[Opening Data excerpts section]

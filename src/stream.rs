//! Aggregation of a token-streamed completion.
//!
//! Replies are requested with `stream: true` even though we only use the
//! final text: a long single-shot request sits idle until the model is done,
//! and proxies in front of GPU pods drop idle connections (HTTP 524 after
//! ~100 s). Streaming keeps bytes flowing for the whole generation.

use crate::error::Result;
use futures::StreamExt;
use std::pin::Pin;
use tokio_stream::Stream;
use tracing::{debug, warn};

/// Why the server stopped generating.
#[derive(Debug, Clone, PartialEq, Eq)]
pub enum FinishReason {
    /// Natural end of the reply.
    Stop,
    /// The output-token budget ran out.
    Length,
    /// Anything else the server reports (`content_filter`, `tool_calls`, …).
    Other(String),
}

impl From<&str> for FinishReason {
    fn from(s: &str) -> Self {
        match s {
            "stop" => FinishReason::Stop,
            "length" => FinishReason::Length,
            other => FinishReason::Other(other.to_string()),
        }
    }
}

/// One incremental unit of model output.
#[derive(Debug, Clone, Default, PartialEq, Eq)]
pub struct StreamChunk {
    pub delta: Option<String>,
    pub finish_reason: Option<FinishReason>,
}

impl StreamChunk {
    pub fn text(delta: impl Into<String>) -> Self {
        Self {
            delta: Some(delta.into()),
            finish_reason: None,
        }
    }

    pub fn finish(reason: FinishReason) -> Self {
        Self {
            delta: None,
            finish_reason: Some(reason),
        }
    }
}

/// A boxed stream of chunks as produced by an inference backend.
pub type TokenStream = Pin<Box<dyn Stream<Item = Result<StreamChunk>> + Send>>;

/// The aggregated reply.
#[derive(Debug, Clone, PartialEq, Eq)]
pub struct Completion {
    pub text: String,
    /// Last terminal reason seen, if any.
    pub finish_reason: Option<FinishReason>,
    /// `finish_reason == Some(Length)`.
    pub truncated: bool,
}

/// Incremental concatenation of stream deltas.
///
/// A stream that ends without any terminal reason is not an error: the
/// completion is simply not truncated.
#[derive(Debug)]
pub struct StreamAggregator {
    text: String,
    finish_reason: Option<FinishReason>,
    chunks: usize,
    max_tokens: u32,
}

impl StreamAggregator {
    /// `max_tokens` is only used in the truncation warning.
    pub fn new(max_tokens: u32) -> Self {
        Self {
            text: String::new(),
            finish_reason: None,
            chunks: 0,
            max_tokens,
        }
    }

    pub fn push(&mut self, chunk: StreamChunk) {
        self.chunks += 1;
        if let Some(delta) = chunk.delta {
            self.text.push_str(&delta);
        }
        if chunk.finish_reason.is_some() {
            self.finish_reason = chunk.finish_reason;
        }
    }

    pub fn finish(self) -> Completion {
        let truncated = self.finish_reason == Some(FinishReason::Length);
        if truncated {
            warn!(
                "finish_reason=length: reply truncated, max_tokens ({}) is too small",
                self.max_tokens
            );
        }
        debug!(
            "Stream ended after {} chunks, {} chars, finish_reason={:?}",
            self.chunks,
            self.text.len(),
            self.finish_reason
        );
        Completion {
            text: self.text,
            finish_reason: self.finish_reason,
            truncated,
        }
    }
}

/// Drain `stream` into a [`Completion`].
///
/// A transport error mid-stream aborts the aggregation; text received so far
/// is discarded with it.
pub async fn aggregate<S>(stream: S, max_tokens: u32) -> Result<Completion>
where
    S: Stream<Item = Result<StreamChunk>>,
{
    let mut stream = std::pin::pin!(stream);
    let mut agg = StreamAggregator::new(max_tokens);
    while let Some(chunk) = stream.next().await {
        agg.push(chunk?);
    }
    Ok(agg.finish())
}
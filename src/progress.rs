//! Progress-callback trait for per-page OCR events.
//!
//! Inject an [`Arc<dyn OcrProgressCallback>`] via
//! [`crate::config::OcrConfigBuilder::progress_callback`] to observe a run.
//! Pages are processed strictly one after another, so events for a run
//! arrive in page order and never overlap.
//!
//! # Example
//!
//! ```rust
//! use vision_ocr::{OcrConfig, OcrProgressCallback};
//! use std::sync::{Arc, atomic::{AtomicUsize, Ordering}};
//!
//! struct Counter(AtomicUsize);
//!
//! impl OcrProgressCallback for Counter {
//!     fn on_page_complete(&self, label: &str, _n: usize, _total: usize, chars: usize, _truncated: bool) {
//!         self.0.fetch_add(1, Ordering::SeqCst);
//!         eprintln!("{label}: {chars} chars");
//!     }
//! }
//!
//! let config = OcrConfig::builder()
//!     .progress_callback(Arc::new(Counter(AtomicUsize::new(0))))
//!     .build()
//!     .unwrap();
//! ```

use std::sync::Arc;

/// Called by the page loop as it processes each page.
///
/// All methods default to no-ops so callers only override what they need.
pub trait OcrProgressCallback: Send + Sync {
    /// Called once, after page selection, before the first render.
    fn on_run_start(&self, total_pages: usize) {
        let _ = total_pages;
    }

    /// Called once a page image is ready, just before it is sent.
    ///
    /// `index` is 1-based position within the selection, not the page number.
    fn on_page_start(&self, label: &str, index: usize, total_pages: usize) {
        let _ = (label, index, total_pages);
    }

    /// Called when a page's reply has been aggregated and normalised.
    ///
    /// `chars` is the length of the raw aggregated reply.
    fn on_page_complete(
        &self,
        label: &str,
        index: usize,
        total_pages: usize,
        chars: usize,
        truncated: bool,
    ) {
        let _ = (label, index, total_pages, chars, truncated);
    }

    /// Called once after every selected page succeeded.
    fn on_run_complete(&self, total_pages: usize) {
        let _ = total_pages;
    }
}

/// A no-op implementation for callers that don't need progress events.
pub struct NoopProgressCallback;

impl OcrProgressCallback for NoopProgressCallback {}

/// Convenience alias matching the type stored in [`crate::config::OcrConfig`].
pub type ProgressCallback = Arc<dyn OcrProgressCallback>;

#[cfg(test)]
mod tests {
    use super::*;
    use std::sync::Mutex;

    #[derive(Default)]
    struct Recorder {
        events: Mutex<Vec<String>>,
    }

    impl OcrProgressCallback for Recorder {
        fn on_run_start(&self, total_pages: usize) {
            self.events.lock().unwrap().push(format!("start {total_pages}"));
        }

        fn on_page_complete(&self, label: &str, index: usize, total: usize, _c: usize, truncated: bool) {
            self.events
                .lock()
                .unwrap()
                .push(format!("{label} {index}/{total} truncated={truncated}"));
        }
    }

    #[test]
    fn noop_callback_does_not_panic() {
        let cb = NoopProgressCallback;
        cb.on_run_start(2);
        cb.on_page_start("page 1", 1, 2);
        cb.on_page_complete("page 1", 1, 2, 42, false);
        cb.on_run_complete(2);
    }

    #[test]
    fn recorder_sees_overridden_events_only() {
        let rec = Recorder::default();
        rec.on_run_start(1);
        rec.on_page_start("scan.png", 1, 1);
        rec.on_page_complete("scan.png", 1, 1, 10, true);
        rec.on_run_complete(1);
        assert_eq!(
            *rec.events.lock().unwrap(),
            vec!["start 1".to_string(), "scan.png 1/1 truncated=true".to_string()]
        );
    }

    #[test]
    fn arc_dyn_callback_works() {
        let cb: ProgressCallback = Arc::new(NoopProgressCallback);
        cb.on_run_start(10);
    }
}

[Closing Data excerpts section]

*Try it*
Pull every line containing "AtomicUsize" from the entries above and copy it.

*Answer box*
//! use std::sync::{Arc, atomic::{AtomicUsize, Ordering}};
//! struct Counter(AtomicUsize);
//!     .progress_callback(Arc::new(Counter(AtomicUsize::new(0))))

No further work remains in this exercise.